▶ Exercise details:
Every line that includes the word "insert" needs to be copied from the listing.

▶ Given entries:
________________________

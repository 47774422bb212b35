//! Scenelink simulation worker.
//!
//! The simulation side of the bridge: the [`PhysicsEngine`] trait the world
//! drives, a small built-in rigid-body engine for tests and headless use, the
//! [`SimulationWorld`] that dispatches commands and encodes per-step reports,
//! and the [`Worker`] thread service that runs a world over channels.

pub mod basic;
pub mod engine;
pub mod service;
pub mod world;

pub use basic::BasicEngine;
pub use engine::{
    BodyState, ConstraintState, ContactManifold, PhysicsEngine, ShapeCache, WheelState,
};
pub use service::Worker;
pub use world::SimulationWorld;
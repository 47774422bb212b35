//! Contact episode tracking.
//!
//! The worker reports the full contact set every step; scenes want edges: a
//! `Started` event the first step a pair touches and an `Ended` event the
//! first step it no longer does. Each object keeps its current touch set,
//! and the tracker diffs the incoming adjacency against it. Contact records
//! naming a removed object are skipped.
//!
//! Contact normals arrive oriented from the first-listed body toward the
//! second; the tracker hands each side its own correctly-signed normal.

use std::collections::HashMap;

use glam::Vec3;

use scenelink_core::Handle;

use crate::scene::TrackedObject;

/// A contact episode edge, delivered once per episode per side.
#[derive(Debug, Clone, Copy, PartialEq)]
pub enum TouchEvent {
    Started {
        body: Handle,
        other: Handle,
        /// `body`'s linear velocity at the start of contact.
        velocity: Vec3,
        /// `other`'s linear velocity at the start of contact.
        other_velocity: Vec3,
        /// Contact normal as seen from `body`.
        normal: Vec3,
    },
    Ended {
        body: Handle,
        other: Handle,
    },
}

/// Diffs per-step contact sets into touch events. Scratch maps are reused
/// across frames.
#[derive(Default)]
pub struct TouchTracker {
    adjacency: HashMap<Handle, Vec<Handle>>,
    normals: HashMap<(Handle, Handle), Vec3>,
    velocities: HashMap<Handle, Vec3>,
}

impl TouchTracker {
    pub fn new() -> Self {
        Self::default()
    }

    /// Fold one step's contact records into the objects' touch sets,
    /// appending any episode edges to `events`.
    pub fn process(
        &mut self,
        contacts: &[(Handle, Handle, Vec3)],
        objects: &mut HashMap<Handle, TrackedObject>,
        events: &mut Vec<TouchEvent>,
    ) {
        self.adjacency.clear();
        self.normals.clear();
        self.velocities.clear();
        self.velocities
            .extend(objects.iter().map(|(h, o)| (*h, o.linear_velocity)));

        for &(a, b, normal) in contacts {
            self.adjacency.entry(a).or_default().push(b);
            self.adjacency.entry(b).or_default().push(a);
            self.normals.insert((a, b), normal);
            self.normals.insert((b, a), -normal);
        }

        for object in objects.values_mut() {
            let body = object.handle;
            match self.adjacency.get(&body) {
                None => {
                    for other in object.touches.drain() {
                        events.push(TouchEvent::Ended { body, other });
                    }
                }
                Some(current) => {
                    object.touches.retain(|other| {
                        let keep = current.contains(other);
                        if !keep {
                            events.push(TouchEvent::Ended {
                                body,
                                other: *other,
                            });
                        }
                        keep
                    });
                    for &other in current {
                        // a record naming a removed object is skipped
                        let Some(&other_velocity) = self.velocities.get(&other) else {
                            continue;
                        };
                        if object.touches.insert(other) {
                            events.push(TouchEvent::Started {
                                body,
                                other,
                                velocity: self.velocities[&body],
                                other_velocity,
                                normal: self.normals[&(body, other)],
                            });
                        }
                    }
                }
            }
        }
    }
}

________________________

▶ Answer:
            self.normals.insert((a, b), normal);
            self.normals.insert((b, a), -normal);
                        if object.touches.insert(other) {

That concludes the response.